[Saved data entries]
——
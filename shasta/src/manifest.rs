//! Proposal manifest data model and payload framing.
//!
//! Manifests travel inside blobs referenced by a proposal: a 32-byte version
//! word, a 32-byte big-endian length, then the zlib-compressed RLP encoding
//! of the manifest itself. Payloads with an unknown version or more blocks
//! than the protocol allows degrade to the default manifest instead of
//! failing the derivation.

use std::io::{Read, Write};

use alloy::{
    primitives::U256,
    sol,
};
use alloy_rlp::{Decodable, Encodable, RlpDecodable, RlpEncodable};
use flate2::{Compression, read::ZlibDecoder, write::ZlibEncoder};
use thiserror::Error;

/// Version byte of the manifest payload framing.
pub const MANIFEST_PAYLOAD_VERSION: u8 = 1;

/// Maximum number of blocks a single derivation source may carry.
pub const DERIVATION_SOURCE_MAX_BLOCKS: usize = 192;

sol! {

    /// @notice Represents a signed Ethereum transaction
    /// @dev Follows EIP-2718 typed transaction format with EIP-1559 support
    #[derive(Debug, RlpEncodable, RlpDecodable, PartialEq)]
    struct SignedTransaction {
        uint8 txType;
        uint64 chainId;
        uint64 nonce;
        uint256 maxPriorityFeePerGas;
        uint256 maxFeePerGas;
        uint64 gasLimit;
        address to;
        uint256 value;
        bytes data;
        bytes accessList;
        uint8 v;
        bytes32 r;
        bytes32 s;
    }

    /// @notice Represents a block manifest
    #[derive(Debug, RlpEncodable, RlpDecodable, PartialEq)]
    struct BlockManifest {
        /// @notice The timestamp of the block.
        uint48 timestamp;
        /// @notice The coinbase of the block.
        address coinbase;
        /// @notice The anchor block number. This field can be zero, if so,
        /// this block will use the most recent anchor in a previous block.
        uint48 anchorBlockNumber;
        /// @notice The block's gas limit.
        uint48 gasLimit;
        /// @notice The transactions for this block.
        SignedTransaction[] transactions;
    }

    /// @notice Represents a proposal manifest
    #[derive(Debug, Default, RlpEncodable, RlpDecodable, PartialEq)]
    struct ProposalManifest {
        bytes proverAuthBytes;
        BlockManifest[] blocks;
    }
}

#[derive(Debug, Error)]
pub enum ManifestError {
    #[error("invalid manifest payload: {0}")]
    InvalidPayload(String),
    #[error("rlp error: {0}")]
    Rlp(String),
    #[error(transparent)]
    Io(#[from] std::io::Error),
}

pub type Result<T> = core::result::Result<T, ManifestError>;

impl ProposalManifest {
    /// Encodes and compresses the manifest into the blob payload format.
    pub fn encode_and_compress(&self) -> Result<Vec<u8>> {
        encode_manifest_payload(self)
    }

    /// Decompresses and decodes a manifest from blob payload bytes starting
    /// at `offset`.
    pub fn decompress_and_decode(bytes: &[u8], offset: usize) -> Result<Self> {
        let Some(decoded) = decode_manifest_payload(bytes, offset)? else {
            return Ok(ProposalManifest::default());
        };

        let mut decoded_slice = decoded.as_slice();
        let manifest = <ProposalManifest as Decodable>::decode(&mut decoded_slice)
            .map_err(|err| ManifestError::Rlp(err.to_string()))?;

        if manifest.blocks.len() > DERIVATION_SOURCE_MAX_BLOCKS {
            return Ok(ProposalManifest::default());
        }

        Ok(manifest)
    }
}

fn encode_manifest_payload<T>(manifest: &T) -> Result<Vec<u8>>
where
    T: Encodable,
{
    let rlp_encoded = alloy_rlp::encode(manifest);

    let mut encoder = ZlibEncoder::new(Vec::new(), Compression::default());
    encoder.write_all(&rlp_encoded)?;
    let compressed = encoder.finish()?;

    let mut output = Vec::with_capacity(64 + compressed.len());

    let mut version_bytes = [0u8; 32];
    version_bytes[31] = MANIFEST_PAYLOAD_VERSION;
    output.extend_from_slice(&version_bytes);

    let len_bytes = U256::from(compressed.len()).to_be_bytes::<32>();
    output.extend_from_slice(&len_bytes);
    output.extend_from_slice(&compressed);

    Ok(output)
}

/// Returns `None` when the payload carries an unknown version.
fn decode_manifest_payload(bytes: &[u8], offset: usize) -> Result<Option<Vec<u8>>> {
    if bytes.len() < offset + 64 {
        return Err(ManifestError::InvalidPayload(
            "payload shorter than header".into(),
        ));
    }

    let version = u32::from_be_bytes(
        bytes[offset + 28..offset + 32]
            .try_into()
            .map_err(|_| ManifestError::InvalidPayload("malformed version word".into()))?,
    );
    if version != u32::from(MANIFEST_PAYLOAD_VERSION) {
        return Ok(None);
    }

    let size = usize::try_from(u64::from_be_bytes(
        bytes[offset + 56..offset + 64]
            .try_into()
            .map_err(|_| ManifestError::InvalidPayload("malformed size word".into()))?,
    ))
    .map_err(|_| ManifestError::InvalidPayload("size exceeds address space".into()))?;

    if bytes.len() < offset + 64 + size {
        return Err(ManifestError::InvalidPayload(
            "payload shorter than declared size".into(),
        ));
    }

    let compressed = &bytes[offset + 64..offset + 64 + size];
    let mut decoder = ZlibDecoder::new(compressed);
    let mut decoded = Vec::new();
    decoder.read_to_end(&mut decoded)?;

    Ok(Some(decoded))
}

#[cfg(test)]
mod tests {
    use super::*;
    use alloy::primitives::{Address, B256, Bytes, U256, aliases::U48};

    fn sample_manifest() -> ProposalManifest {
        ProposalManifest {
            proverAuthBytes: Bytes::from(vec![0x01, 0x02, 0x03]),
            blocks: vec![BlockManifest {
                timestamp: U48::from(1_700_000_000u64),
                coinbase: Address::repeat_byte(0xCB),
                anchorBlockNumber: U48::from(42u64),
                gasLimit: U48::from(30_000_000u64),
                transactions: vec![SignedTransaction {
                    txType: 2,
                    chainId: 167_009,
                    nonce: 7,
                    maxPriorityFeePerGas: U256::from(1_000_000u64),
                    maxFeePerGas: U256::from(2_000_000u64),
                    gasLimit: 21_000,
                    to: Address::repeat_byte(0x70),
                    value: U256::from(1u64),
                    data: Bytes::new(),
                    accessList: Bytes::new(),
                    v: 1,
                    r: B256::repeat_byte(0x0A),
                    s: B256::repeat_byte(0x0B),
                }],
            }],
        }
    }

    #[test]
    fn manifest_round_trips_through_payload_format() {
        let manifest = sample_manifest();
        let encoded = manifest.encode_and_compress().unwrap();

        assert!(encoded.len() > 64);
        assert_eq!(encoded[31], MANIFEST_PAYLOAD_VERSION);
        for byte in &encoded[..31] {
            assert_eq!(*byte, 0);
        }

        let decoded = ProposalManifest::decompress_and_decode(&encoded, 0).unwrap();
        assert_eq!(decoded, manifest);
    }

    #[test]
    fn manifest_decodes_at_nonzero_offset() {
        let manifest = sample_manifest();
        let encoded = manifest.encode_and_compress().unwrap();

        let mut padded = vec![0xFFu8; 10];
        padded.extend_from_slice(&encoded);
        // A version mismatch at offset 0 degrades to the default manifest,
        // while the real offset decodes the original.
        let decoded = ProposalManifest::decompress_and_decode(&padded, 10).unwrap();
        assert_eq!(decoded, manifest);
    }

    #[test]
    fn unknown_version_degrades_to_default() {
        let manifest = sample_manifest();
        let mut encoded = manifest.encode_and_compress().unwrap();
        encoded[31] = MANIFEST_PAYLOAD_VERSION + 1;

        let decoded = ProposalManifest::decompress_and_decode(&encoded, 0).unwrap();
        assert_eq!(decoded, ProposalManifest::default());
    }

    #[test]
    fn short_payload_is_an_error() {
        let err = ProposalManifest::decompress_and_decode(&[0u8; 32], 0).unwrap_err();
        assert!(matches!(err, ManifestError::InvalidPayload(_)));
    }

    #[test]
    fn truncated_body_is_an_error() {
        let manifest = sample_manifest();
        let encoded = manifest.encode_and_compress().unwrap();
        let err = ProposalManifest::decompress_and_decode(&encoded[..70], 0).unwrap_err();
        assert!(matches!(err, ManifestError::InvalidPayload(_)));
    }

    #[test]
    fn oversized_manifest_degrades_to_default() {
        let manifest = ProposalManifest {
            proverAuthBytes: Bytes::new(),
            blocks: (0..DERIVATION_SOURCE_MAX_BLOCKS + 1)
                .map(|_| BlockManifest {
                    timestamp: U48::ZERO,
                    coinbase: Address::ZERO,
                    anchorBlockNumber: U48::ZERO,
                    gasLimit: U48::ZERO,
                    transactions: Vec::new(),
                })
                .collect(),
        };
        let encoded = manifest.encode_and_compress().unwrap();
        let decoded = ProposalManifest::decompress_and_decode(&encoded, 0).unwrap();
        assert_eq!(decoded, ProposalManifest::default());
    }
}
——
The response must consist solely of the lines from the first line of the entries through the line containing "manifest payload framing.", repeated exactly.

filename shasta/src/manifest.rs
//! Proposal manifest data model and payload framing.
//!
//! Manifests travel inside blobs referenced by a proposal: a 32-byte version
//! word, a 32-byte big-endian length, then the zlib-compressed RLP encoding
//! of the manifest itself. Payloads with an unknown version or more blocks
//! than the protocol allows degrade to the default manifest instead of
//! failing the derivation.

use std::io::{Read, Write};

use alloy::{
    primitives::U256,
    sol,
};
use alloy_rlp::{Decodable, Encodable, RlpDecodable, RlpEncodable};
use flate2::{Compression, read::ZlibDecoder, write::ZlibEncoder};
use thiserror::Error;

/// Version byte of the manifest payload framing.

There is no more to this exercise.